ヤクザの威厳もへったくれも無いじゃない。
「天竜さん、とりあえずそれしまってください。」
そっと小さく見える男の肩に手を添えると、震えていた筈の身体が一瞬にして静まり返った。
動きを止め、動揺を隠せない男は、アワアワと口元を震わせて私の瞳を見つめる。
「....あっ、ぁああ姐さぁああん。」
私の慈悲に気付いたのか、感極まって泣き出してしまったオッサンは、握り締めていた筈の刀から手を離してしまい、それは当たり前だけど....
一回転、二回転.....ぐるぐる回る刃がザクりと突き刺さった。
「―――っぶな!!何すんのよ!!」
刺さった先は、私の足先すれすれの位置。
条件反射で思わず振るった拳は、見事天竜さんの右頬にクリーンヒットした。

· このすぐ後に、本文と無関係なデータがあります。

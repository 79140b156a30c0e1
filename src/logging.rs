//! Logging utilities for aeroread.
//!
//! This module provides structured logging functionality to make logs more
//! searchable, analyzable, and useful for production deployments.

use std::time::Instant;
use tracing::{debug, error, info};

use uuid::Uuid;

/// Initialize the tracing subscriber with the given log level
pub fn init_tracing(log_level: &str) {
    let filter = match std::env::var("RUST_LOG") {
        Ok(val) => val,
        Err(_) => log_level.to_string(),
    };

    tracing_subscriber::fmt()
        .with_env_filter(filter)
        .with_target(true)
        .with_thread_ids(true)
        .with_file(true)
        .with_line_number(true)
        .init();
}

/// Log an operation with timing and result in a single statement
pub fn log_timed_operation<F, R>(operation: &str, f: F) -> R
where
    F: FnOnce() -> R,
{
    let start = Instant::now();
    let operation_id = Uuid::new_v4();

    debug!(
        operation = operation,
        operation_id = %operation_id,
        "Starting operation"
    );

    let result = f();

    let duration = start.elapsed();

    info!(
        operation = operation,
        operation_id = %operation_id,
        duration_ms = duration.as_secs_f64() * 1000.0,
        "Operation completed"
    );

    result
}

/// Log detailed information about an assembled gridded dataset
pub fn log_read_stats(dataset: &crate::griddata::GriddedDataset) {
    info!(
        operation = "model_read",
        data_id = %dataset.data_id,
        var = %dataset.var_name,
        ts_type = %dataset.ts_type,
        timestamps = dataset.num_timestamps(),
        lats = dataset.lats.len(),
        lons = dataset.lons.len(),
        source_files = dataset.source_files.len(),
        memory_mb = dataset.data.len() * std::mem::size_of::<f32>() / (1024 * 1024),
        "Variable read successfully"
    );
}

/// Log an error with context
pub fn log_error(error: &crate::error::AeroreadError, context: &str) {
    error!(
        error = %error,
        context = context,
        error_type = std::any::type_name_of_val(error),
        "Error occurred"
    );
}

そのまま横に雪崩れたおっさんは、ナナの御膝元で伸びてしまったのだった。
「ガハハハッ!!マジか、超ウケるんですけど!!」
危うく足の指が切断か、甲を貫通するところだった。とはいえ....やってしまった。とは実にこの事だ。
白目を剥いた天竜さんを見て、笑い転げる下品なヘラヘラ白髪。そして一発で仕留めてしまった私の顔は蒼白....そして、
「お見事、切腹よりも面白いのが見れたわ。
―――――流石は、俺が見込んだ女だ。」
なんて、背後から笑い声が聞こえてきたんだ。
笑えねぇから!!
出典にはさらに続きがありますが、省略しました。